**EXCERPTED DATA**:
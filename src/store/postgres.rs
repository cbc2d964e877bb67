//! PostgreSQL record store on a sqlx pool.

use super::{Guard, RecordStore};
use crate::config::TableRef;
use crate::error::AppError;
use crate::request::ListQuery;
use crate::sql::{self, PgBindValue, QueryBuf};
use async_trait::async_trait;
use serde_json::{Map, Value};
use sqlx::postgres::{PgArguments, PgRow};
use sqlx::{Arguments, PgPool, Row};

#[derive(Clone)]
pub struct PgRecordStore {
    pool: PgPool,
}

impl PgRecordStore {
    pub fn new(pool: PgPool) -> Self {
        PgRecordStore { pool }
    }

    pub fn pool(&self) -> &PgPool {
        &self.pool
    }
}

fn arguments(q: &QueryBuf) -> Result<PgArguments, AppError> {
    let mut args = PgArguments::default();
    for p in &q.params {
        args.add(PgBindValue::from_json(p))
            .map_err(|e| AppError::Internal(format!("bind: {}", e)))?;
    }
    Ok(args)
}

#[async_trait]
impl RecordStore for PgRecordStore {
    async fn all(&self, table: &TableRef, query: &ListQuery) -> Result<Vec<Value>, AppError> {
        let q = sql::select_list(table, query);
        tracing::debug!(sql = %q.sql, "list");
        let rows = sqlx::query_with(&q.sql, arguments(&q)?)
            .fetch_all(&self.pool)
            .await?;
        rows.iter().map(row_to_json).collect()
    }

    async fn row(&self, table: &TableRef, id: &Value) -> Result<Option<Value>, AppError> {
        let q = sql::select_by_id(table, id);
        tracing::debug!(sql = %q.sql, "row");
        let row = sqlx::query_with(&q.sql, arguments(&q)?)
            .fetch_optional(&self.pool)
            .await?;
        row.as_ref().map(row_to_json).transpose()
    }

    async fn one(&self, table: &TableRef, column: &str, id: &Value) -> Result<Option<Value>, AppError> {
        let q = sql::select_column_by_id(table, column, id);
        tracing::debug!(sql = %q.sql, "one");
        let row = sqlx::query_with(&q.sql, arguments(&q)?)
            .fetch_optional(&self.pool)
            .await?;
        row.map(|r| cell_to_value(&r, column)).transpose()
    }

    async fn insert(&self, table: &TableRef, data: &Map<String, Value>) -> Result<Value, AppError> {
        let q = sql::insert(table, data);
        tracing::debug!(sql = %q.sql, "insert");
        let row = sqlx::query_with(&q.sql, arguments(&q)?)
            .fetch_one(&self.pool)
            .await?;
        cell_to_value(&row, &table.primary_key)
    }

    async fn update(
        &self,
        table: &TableRef,
        id: &Value,
        data: &Map<String, Value>,
        guard: &[Guard],
    ) -> Result<u64, AppError> {
        let q = sql::update(table, id, data, guard);
        tracing::debug!(sql = %q.sql, "update");
        if q.sql.starts_with("SELECT") {
            let count: i64 = sqlx::query_with(&q.sql, arguments(&q)?)
                .fetch_one(&self.pool)
                .await?
                .try_get(0)?;
            return Ok(count.max(0) as u64);
        }
        let res = sqlx::query_with(&q.sql, arguments(&q)?)
            .execute(&self.pool)
            .await?;
        Ok(res.rows_affected())
    }

    async fn delete(&self, table: &TableRef, id: &Value, guard: &[Guard]) -> Result<u64, AppError> {
        let q = sql::delete(table, id, guard);
        tracing::debug!(sql = %q.sql, "delete");
        let res = sqlx::query_with(&q.sql, arguments(&q)?)
            .execute(&self.pool)
            .await?;
        Ok(res.rows_affected())
    }
}

fn row_to_json(row: &PgRow) -> Result<Value, AppError> {
    use sqlx::Column;
    let mut map = Map::new();
    for col in row.columns() {
        let name = col.name();
        map.insert(name.to_string(), cell_to_value(row, name)?);
    }
    Ok(Value::Object(map))
}

/// Decode one cell by trying the column types the engine produces, most specific first.
/// SQL NULL is `Value::Null`; a non-null cell no decoder accepts is an error, never a silent NULL.
fn cell_to_value(row: &PgRow, name: &str) -> Result<Value, AppError> {
    use sqlx::ValueRef;
    if row.try_get_raw(name)?.is_null() {
        return Ok(Value::Null);
    }
    if let Ok(n) = row.try_get::<i16, _>(name) {
        return Ok(Value::Number(n.into()));
    }
    if let Ok(n) = row.try_get::<i32, _>(name) {
        return Ok(Value::Number(n.into()));
    }
    if let Ok(n) = row.try_get::<i64, _>(name) {
        return Ok(Value::Number(n.into()));
    }
    // NaN and infinities have no JSON form
    if let Ok(n) = row.try_get::<f32, _>(name) {
        return Ok(serde_json::Number::from_f64(n as f64).map_or(Value::Null, Value::Number));
    }
    if let Ok(n) = row.try_get::<f64, _>(name) {
        return Ok(serde_json::Number::from_f64(n).map_or(Value::Null, Value::Number));
    }
    if let Ok(b) = row.try_get::<bool, _>(name) {
        return Ok(Value::Bool(b));
    }
    if let Ok(u) = row.try_get::<uuid::Uuid, _>(name) {
        return Ok(Value::String(u.to_string()));
    }
    if let Ok(d) = row.try_get::<chrono::DateTime<chrono::Utc>, _>(name) {
        return Ok(Value::String(d.to_rfc3339()));
    }
    if let Ok(d) = row.try_get::<chrono::NaiveDateTime, _>(name) {
        return Ok(Value::String(d.format("%Y-%m-%dT%H:%M:%S%.f").to_string()));
    }
    if let Ok(d) = row.try_get::<chrono::NaiveDate, _>(name) {
        return Ok(Value::String(d.format("%Y-%m-%d").to_string()));
    }
    if let Ok(s) = row.try_get::<String, _>(name) {
        return Ok(Value::String(s));
    }
    if let Ok(j) = row.try_get::<Value, _>(name) {
        return Ok(j);
    }
    let type_name = row.try_get_raw(name)?.type_info().to_string();
    tracing::error!(column = name, sql_type = %type_name, "no decoder for column type");
    Err(AppError::Internal(format!(
        "unsupported type {} for column {}",
        type_name, name
    )))
}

**WHAT YOU WILL DO**:
What is needed is an exact repetition of the lines from the first line of the records through the line containing "let q = sql::select_column_by_id(table, column, id);", both ends included, and nothing more.

**WRITTEN RESPONSE**:
filename src/store/postgres.rs
repository cbc2d964e877bb67
//! PostgreSQL record store on a sqlx pool.

use super::{Guard, RecordStore};
use crate::config::TableRef;
use crate::error::AppError;
use crate::request::ListQuery;
use crate::sql::{self, PgBindValue, QueryBuf};
use async_trait::async_trait;
use serde_json::{Map, Value};
use sqlx::postgres::{PgArguments, PgRow};
use sqlx::{Arguments, PgPool, Row};

#[derive(Clone)]
pub struct PgRecordStore {
    pool: PgPool,
}

impl PgRecordStore {
    pub fn new(pool: PgPool) -> Self {
        PgRecordStore { pool }
    }

    pub fn pool(&self) -> &PgPool {
        &self.pool
    }
}

fn arguments(q: &QueryBuf) -> Result<PgArguments, AppError> {
    let mut args = PgArguments::default();
    for p in &q.params {
        args.add(PgBindValue::from_json(p))
            .map_err(|e| AppError::Internal(format!("bind: {}", e)))?;
    }
    Ok(args)
}

#[async_trait]
impl RecordStore for PgRecordStore {
    async fn all(&self, table: &TableRef, query: &ListQuery) -> Result<Vec<Value>, AppError> {
        let q = sql::select_list(table, query);
        tracing::debug!(sql = %q.sql, "list");
        let rows = sqlx::query_with(&q.sql, arguments(&q)?)
            .fetch_all(&self.pool)
            .await?;
        rows.iter().map(row_to_json).collect()
    }

    async fn row(&self, table: &TableRef, id: &Value) -> Result<Option<Value>, AppError> {
        let q = sql::select_by_id(table, id);
        tracing::debug!(sql = %q.sql, "row");
        let row = sqlx::query_with(&q.sql, arguments(&q)?)
            .fetch_optional(&self.pool)
            .await?;
        row.as_ref().map(row_to_json).transpose()
    }

    async fn one(&self, table: &TableRef, column: &str, id: &Value) -> Result<Option<Value>, AppError> {
        let q = sql::select_column_by_id(table, column, id);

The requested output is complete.